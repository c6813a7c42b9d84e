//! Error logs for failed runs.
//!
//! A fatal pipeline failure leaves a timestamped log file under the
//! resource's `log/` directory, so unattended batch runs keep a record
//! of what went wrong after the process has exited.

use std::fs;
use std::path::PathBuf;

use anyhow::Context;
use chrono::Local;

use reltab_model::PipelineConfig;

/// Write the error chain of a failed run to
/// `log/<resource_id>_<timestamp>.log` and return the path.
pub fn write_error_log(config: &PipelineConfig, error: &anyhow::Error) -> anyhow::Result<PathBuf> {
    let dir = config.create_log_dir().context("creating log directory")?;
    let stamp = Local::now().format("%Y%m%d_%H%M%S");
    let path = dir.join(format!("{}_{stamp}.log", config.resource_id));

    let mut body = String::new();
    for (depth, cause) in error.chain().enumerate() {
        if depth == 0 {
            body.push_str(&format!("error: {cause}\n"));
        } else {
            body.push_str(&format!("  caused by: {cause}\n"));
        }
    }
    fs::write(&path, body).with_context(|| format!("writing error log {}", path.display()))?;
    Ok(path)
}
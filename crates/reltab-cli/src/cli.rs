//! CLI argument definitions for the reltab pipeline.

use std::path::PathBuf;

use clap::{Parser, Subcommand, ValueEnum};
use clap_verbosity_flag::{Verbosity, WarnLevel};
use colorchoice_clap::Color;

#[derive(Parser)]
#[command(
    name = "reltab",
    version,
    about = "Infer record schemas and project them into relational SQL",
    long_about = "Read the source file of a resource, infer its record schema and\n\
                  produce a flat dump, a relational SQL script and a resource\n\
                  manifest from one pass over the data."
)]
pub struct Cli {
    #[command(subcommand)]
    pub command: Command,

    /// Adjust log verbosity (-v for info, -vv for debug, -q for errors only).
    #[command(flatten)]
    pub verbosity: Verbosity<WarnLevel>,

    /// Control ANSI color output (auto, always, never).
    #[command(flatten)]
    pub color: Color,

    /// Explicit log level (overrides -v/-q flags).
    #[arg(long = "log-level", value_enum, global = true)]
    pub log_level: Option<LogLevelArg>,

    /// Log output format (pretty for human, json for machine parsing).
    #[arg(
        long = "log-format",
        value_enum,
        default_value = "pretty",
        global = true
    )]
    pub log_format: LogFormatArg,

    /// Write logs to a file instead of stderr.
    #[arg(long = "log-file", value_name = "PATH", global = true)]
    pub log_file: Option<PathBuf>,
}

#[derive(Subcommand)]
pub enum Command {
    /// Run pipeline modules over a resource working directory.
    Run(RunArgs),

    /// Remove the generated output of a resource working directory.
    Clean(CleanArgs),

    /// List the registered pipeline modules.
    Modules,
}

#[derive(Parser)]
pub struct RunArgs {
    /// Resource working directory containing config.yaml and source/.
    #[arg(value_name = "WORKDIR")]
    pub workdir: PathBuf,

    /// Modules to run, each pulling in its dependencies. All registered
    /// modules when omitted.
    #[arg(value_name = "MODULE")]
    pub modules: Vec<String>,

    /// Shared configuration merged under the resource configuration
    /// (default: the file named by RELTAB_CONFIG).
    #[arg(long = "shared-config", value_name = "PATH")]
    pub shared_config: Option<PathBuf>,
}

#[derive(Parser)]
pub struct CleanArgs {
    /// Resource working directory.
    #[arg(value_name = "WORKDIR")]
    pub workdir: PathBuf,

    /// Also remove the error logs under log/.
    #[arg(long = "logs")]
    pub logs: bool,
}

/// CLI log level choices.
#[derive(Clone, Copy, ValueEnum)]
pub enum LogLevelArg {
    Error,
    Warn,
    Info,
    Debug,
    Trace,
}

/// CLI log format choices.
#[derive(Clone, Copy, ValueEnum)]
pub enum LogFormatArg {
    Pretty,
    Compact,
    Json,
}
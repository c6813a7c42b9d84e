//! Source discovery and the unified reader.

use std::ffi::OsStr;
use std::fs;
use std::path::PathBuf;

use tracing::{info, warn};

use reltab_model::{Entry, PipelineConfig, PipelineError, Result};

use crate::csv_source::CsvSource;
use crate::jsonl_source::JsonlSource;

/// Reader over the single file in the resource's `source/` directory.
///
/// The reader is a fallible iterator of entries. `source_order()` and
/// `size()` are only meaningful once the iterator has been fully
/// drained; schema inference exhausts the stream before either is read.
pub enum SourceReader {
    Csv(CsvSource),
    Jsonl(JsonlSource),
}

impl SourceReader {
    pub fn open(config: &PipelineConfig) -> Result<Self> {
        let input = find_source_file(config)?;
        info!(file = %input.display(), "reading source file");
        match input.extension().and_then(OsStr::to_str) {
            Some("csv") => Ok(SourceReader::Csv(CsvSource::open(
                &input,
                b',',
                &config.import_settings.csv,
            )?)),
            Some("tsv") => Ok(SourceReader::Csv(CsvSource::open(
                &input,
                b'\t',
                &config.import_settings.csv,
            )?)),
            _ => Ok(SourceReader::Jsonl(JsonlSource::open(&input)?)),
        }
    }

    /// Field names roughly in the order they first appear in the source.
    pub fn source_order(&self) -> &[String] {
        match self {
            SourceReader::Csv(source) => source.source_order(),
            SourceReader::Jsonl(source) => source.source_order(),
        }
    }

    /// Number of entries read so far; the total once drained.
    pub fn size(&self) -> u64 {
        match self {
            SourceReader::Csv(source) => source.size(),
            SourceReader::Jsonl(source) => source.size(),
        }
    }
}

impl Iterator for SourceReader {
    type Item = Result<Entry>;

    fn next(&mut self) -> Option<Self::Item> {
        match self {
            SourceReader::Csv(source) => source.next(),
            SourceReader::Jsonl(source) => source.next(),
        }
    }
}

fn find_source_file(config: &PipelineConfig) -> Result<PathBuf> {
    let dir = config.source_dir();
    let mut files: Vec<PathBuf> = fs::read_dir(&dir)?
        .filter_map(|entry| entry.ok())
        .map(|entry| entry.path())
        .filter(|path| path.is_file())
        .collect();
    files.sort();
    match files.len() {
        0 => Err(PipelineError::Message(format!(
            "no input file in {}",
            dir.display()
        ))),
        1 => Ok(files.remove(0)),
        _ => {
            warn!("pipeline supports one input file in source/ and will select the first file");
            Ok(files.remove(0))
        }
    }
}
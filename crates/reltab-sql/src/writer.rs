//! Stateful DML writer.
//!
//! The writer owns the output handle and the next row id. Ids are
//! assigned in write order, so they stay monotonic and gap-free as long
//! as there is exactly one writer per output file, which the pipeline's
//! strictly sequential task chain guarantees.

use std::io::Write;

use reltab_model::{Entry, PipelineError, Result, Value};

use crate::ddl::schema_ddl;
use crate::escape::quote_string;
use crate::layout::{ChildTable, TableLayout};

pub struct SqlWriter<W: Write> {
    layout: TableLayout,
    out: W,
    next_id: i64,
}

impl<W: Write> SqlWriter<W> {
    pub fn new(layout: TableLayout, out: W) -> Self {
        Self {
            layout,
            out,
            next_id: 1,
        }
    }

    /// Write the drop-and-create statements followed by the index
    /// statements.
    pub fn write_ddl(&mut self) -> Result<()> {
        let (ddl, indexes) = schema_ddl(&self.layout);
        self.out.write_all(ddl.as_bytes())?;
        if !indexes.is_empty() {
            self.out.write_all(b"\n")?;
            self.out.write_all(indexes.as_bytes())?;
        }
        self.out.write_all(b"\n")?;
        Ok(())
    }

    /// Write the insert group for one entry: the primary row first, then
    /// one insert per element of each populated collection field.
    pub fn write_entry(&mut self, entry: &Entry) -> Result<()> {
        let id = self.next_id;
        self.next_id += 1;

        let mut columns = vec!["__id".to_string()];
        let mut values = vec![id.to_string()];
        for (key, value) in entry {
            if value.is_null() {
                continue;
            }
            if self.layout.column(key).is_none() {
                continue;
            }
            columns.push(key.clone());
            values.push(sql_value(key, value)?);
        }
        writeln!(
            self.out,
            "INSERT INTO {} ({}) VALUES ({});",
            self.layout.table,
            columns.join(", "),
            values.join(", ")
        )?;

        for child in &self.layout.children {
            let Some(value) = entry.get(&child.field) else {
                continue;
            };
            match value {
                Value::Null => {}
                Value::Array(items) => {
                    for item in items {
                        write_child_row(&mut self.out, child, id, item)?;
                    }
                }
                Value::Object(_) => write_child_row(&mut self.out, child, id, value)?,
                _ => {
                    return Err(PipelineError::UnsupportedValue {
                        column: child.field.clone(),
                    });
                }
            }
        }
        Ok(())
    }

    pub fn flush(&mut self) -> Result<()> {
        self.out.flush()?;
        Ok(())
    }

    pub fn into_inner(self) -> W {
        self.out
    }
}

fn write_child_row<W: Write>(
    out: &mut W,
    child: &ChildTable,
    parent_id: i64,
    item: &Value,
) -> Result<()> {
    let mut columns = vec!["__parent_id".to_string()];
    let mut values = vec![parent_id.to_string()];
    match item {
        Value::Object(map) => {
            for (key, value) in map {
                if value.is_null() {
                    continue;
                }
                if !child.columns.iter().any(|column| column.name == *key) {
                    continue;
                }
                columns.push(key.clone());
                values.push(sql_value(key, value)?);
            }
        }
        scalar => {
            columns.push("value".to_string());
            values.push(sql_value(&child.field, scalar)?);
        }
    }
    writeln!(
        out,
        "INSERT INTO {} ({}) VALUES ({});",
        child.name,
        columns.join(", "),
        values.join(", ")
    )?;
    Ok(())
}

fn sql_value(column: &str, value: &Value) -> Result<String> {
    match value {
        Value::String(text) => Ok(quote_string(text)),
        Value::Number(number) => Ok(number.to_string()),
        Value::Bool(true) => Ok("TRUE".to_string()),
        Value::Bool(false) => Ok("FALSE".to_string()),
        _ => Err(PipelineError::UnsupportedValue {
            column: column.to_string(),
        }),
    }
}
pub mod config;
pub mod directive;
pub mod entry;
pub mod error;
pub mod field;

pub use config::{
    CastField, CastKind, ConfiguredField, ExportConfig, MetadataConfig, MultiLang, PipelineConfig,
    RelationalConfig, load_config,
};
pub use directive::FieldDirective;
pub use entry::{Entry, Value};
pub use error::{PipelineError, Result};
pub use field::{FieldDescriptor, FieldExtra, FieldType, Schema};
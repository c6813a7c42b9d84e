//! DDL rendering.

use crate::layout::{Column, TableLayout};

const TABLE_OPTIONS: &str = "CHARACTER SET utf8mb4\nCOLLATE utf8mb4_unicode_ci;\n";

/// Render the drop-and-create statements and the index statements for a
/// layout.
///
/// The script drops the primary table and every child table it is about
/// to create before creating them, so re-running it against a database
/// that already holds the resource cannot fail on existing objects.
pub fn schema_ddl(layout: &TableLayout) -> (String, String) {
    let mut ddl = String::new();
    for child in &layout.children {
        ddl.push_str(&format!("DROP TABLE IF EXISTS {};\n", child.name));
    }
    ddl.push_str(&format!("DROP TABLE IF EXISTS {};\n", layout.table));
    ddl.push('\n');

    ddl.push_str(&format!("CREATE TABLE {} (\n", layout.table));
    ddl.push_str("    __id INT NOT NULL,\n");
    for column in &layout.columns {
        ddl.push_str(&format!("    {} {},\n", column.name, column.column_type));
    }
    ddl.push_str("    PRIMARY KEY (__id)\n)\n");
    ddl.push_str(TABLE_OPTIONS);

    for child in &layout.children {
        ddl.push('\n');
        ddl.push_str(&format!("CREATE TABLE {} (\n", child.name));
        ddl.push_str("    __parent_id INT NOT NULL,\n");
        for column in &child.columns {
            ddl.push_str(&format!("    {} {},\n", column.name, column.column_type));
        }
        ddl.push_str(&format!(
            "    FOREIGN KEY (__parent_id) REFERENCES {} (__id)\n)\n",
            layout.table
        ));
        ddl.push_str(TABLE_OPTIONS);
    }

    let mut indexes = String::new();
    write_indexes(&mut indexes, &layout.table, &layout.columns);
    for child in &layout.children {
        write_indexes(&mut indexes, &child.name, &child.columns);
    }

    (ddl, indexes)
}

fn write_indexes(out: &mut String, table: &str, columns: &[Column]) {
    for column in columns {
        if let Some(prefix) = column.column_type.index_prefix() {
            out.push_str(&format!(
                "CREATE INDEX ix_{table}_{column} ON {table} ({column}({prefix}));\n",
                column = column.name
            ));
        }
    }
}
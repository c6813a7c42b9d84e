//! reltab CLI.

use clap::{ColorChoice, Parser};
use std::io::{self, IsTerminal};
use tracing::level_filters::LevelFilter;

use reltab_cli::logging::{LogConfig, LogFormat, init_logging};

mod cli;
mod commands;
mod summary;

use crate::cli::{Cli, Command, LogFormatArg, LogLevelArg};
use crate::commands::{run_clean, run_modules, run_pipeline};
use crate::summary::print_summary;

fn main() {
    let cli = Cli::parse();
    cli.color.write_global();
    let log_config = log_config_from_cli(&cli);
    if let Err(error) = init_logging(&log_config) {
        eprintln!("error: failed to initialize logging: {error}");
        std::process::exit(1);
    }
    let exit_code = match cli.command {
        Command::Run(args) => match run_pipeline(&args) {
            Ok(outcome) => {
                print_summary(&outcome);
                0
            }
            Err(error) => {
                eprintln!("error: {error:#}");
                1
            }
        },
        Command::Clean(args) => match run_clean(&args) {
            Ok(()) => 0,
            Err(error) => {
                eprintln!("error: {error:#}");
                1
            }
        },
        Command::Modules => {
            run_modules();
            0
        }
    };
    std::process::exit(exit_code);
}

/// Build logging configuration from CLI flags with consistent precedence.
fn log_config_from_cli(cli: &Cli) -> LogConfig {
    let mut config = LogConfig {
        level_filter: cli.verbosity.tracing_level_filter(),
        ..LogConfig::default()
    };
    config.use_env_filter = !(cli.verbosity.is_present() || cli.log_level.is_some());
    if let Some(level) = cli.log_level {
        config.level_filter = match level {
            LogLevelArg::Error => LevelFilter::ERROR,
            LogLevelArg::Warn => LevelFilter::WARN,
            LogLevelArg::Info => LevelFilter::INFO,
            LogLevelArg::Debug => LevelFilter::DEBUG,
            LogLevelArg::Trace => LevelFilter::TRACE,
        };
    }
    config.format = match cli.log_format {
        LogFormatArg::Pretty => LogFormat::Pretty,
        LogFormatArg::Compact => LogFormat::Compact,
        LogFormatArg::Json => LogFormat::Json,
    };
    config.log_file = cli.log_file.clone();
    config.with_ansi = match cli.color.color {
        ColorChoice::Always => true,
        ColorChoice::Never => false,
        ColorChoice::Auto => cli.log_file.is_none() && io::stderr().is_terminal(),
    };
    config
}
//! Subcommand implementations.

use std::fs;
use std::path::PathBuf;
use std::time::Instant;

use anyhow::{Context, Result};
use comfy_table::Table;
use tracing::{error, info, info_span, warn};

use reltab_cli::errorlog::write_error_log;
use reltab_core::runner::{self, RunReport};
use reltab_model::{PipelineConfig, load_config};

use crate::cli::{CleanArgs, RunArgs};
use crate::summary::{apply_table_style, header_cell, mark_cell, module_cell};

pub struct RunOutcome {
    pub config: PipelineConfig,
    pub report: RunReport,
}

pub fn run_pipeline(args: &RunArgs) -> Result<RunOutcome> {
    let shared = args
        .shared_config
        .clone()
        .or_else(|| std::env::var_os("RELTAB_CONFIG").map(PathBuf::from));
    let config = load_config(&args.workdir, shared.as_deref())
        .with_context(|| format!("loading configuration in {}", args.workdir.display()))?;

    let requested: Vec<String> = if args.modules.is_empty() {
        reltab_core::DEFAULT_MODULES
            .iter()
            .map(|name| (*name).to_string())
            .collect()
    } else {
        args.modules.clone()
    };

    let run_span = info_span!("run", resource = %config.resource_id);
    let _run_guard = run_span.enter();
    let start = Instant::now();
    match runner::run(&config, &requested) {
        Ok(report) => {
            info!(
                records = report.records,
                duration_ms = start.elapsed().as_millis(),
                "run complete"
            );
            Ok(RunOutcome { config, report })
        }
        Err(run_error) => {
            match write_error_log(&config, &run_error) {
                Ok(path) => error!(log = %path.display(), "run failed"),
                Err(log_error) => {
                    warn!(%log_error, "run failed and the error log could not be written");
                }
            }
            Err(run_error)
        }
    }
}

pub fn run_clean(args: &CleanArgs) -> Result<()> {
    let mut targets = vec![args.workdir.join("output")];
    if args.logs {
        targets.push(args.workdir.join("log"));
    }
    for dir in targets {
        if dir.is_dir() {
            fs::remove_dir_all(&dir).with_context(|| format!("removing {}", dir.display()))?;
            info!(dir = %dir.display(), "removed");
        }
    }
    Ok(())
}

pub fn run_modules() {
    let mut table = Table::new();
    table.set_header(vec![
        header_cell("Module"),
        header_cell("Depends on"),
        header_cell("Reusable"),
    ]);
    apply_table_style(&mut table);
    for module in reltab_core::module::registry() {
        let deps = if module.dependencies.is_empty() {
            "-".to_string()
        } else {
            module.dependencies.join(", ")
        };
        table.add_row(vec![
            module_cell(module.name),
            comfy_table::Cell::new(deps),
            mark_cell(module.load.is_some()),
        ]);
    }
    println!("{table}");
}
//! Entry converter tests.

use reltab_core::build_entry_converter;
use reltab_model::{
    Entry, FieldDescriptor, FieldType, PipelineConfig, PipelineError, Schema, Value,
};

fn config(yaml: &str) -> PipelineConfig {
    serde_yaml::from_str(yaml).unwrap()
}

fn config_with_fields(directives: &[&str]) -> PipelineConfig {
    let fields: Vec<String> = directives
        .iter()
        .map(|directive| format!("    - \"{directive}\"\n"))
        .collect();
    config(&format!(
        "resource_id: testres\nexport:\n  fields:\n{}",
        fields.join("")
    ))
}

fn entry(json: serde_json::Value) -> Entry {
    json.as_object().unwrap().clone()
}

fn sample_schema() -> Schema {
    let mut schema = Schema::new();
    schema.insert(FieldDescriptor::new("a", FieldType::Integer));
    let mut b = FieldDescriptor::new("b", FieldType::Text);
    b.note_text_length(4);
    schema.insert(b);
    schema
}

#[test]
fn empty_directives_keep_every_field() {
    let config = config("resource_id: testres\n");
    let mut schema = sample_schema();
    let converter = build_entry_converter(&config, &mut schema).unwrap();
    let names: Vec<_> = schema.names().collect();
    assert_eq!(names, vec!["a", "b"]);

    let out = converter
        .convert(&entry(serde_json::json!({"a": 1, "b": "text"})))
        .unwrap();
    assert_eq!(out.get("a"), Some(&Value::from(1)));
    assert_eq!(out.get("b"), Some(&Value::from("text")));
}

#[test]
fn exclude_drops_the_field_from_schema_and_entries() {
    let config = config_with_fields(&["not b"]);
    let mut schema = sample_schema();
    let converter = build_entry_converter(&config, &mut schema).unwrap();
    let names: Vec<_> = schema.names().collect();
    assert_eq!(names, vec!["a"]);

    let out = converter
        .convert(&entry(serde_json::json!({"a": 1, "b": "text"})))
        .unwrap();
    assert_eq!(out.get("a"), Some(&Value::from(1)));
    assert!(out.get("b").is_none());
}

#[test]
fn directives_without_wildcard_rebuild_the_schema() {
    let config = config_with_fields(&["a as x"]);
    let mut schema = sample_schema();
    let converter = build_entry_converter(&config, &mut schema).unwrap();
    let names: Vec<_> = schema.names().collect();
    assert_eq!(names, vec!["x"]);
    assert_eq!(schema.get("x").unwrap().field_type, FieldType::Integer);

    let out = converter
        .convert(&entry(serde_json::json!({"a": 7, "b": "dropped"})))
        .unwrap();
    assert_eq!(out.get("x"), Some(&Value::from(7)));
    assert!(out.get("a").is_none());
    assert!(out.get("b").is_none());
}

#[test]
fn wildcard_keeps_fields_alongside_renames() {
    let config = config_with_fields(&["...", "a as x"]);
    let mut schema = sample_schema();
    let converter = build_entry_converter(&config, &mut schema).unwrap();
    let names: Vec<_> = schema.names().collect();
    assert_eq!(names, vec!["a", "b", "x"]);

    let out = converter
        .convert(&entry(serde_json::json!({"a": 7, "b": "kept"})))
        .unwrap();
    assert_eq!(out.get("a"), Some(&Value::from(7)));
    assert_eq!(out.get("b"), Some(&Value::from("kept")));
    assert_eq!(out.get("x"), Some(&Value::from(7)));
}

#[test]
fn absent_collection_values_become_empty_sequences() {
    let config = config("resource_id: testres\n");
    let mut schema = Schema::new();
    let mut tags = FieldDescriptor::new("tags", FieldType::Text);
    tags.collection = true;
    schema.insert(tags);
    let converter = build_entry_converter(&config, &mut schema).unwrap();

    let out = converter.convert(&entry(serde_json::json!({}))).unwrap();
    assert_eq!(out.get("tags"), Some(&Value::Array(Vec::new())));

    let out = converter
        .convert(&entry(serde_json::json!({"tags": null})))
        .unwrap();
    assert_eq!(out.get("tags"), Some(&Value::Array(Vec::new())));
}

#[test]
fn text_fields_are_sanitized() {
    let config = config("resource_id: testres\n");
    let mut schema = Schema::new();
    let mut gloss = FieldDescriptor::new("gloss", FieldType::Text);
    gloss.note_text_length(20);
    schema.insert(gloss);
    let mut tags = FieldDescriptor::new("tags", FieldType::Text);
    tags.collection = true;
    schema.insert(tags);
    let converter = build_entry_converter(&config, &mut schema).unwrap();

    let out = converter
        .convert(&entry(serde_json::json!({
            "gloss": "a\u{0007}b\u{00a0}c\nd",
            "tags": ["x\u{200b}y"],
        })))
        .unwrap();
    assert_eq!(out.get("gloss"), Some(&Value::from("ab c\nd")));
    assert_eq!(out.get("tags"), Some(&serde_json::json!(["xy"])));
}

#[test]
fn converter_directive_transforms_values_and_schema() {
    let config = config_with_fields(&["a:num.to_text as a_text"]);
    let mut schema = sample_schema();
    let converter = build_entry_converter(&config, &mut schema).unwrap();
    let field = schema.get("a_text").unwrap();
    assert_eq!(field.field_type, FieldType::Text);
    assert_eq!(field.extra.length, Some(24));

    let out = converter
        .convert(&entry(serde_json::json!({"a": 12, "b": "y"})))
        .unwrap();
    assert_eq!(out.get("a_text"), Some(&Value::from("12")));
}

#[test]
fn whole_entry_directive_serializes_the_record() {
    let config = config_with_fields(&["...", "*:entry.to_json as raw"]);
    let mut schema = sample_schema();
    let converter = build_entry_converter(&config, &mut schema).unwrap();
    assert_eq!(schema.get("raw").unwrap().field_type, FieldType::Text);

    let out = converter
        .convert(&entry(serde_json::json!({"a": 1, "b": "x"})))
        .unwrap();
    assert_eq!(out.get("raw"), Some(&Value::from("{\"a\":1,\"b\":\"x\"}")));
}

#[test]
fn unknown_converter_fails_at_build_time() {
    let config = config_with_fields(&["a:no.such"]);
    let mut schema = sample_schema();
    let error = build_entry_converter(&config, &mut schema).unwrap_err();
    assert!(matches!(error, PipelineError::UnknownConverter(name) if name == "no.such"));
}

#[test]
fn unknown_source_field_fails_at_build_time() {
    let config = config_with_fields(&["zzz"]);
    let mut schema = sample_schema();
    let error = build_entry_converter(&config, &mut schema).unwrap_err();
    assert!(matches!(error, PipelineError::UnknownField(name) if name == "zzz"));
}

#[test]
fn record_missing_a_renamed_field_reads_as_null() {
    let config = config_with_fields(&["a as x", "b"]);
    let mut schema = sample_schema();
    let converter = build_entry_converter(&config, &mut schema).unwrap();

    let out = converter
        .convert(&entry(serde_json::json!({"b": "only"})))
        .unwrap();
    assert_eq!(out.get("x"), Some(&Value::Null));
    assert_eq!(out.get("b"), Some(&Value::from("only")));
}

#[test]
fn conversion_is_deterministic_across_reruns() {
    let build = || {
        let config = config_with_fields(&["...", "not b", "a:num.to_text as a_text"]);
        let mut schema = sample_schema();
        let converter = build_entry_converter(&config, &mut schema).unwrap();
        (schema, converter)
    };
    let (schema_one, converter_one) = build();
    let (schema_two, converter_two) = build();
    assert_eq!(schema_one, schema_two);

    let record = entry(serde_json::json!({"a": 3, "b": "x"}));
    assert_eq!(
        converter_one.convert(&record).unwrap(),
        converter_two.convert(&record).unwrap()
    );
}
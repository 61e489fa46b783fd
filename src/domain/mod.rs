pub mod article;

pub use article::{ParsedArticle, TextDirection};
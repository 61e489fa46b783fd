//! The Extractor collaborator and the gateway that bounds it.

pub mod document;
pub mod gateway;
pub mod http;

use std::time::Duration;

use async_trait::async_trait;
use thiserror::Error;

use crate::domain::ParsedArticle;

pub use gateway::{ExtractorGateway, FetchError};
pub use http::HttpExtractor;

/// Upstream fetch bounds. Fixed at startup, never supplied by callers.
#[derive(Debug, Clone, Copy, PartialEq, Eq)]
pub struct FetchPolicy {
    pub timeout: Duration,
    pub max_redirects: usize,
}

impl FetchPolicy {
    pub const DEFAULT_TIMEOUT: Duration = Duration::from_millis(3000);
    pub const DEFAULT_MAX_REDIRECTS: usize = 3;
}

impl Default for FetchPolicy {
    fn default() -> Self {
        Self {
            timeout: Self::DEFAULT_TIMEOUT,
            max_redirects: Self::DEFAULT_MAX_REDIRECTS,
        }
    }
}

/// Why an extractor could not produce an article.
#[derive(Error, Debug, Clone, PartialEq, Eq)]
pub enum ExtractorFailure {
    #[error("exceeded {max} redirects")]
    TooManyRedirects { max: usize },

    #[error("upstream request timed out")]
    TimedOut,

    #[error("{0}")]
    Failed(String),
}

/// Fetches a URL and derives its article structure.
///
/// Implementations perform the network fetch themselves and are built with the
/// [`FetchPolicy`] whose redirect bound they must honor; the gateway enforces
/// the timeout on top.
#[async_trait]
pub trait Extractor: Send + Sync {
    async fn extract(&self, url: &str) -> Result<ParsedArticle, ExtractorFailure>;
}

◆ Instructions for the task ◆
All lines of the listing that contain the word "targets" should be copied out.

◆ Solution to this task ◆
    let mut targets = vec![args.workdir.join("output")];
        targets.push(args.workdir.join("log"));
    for dir in targets {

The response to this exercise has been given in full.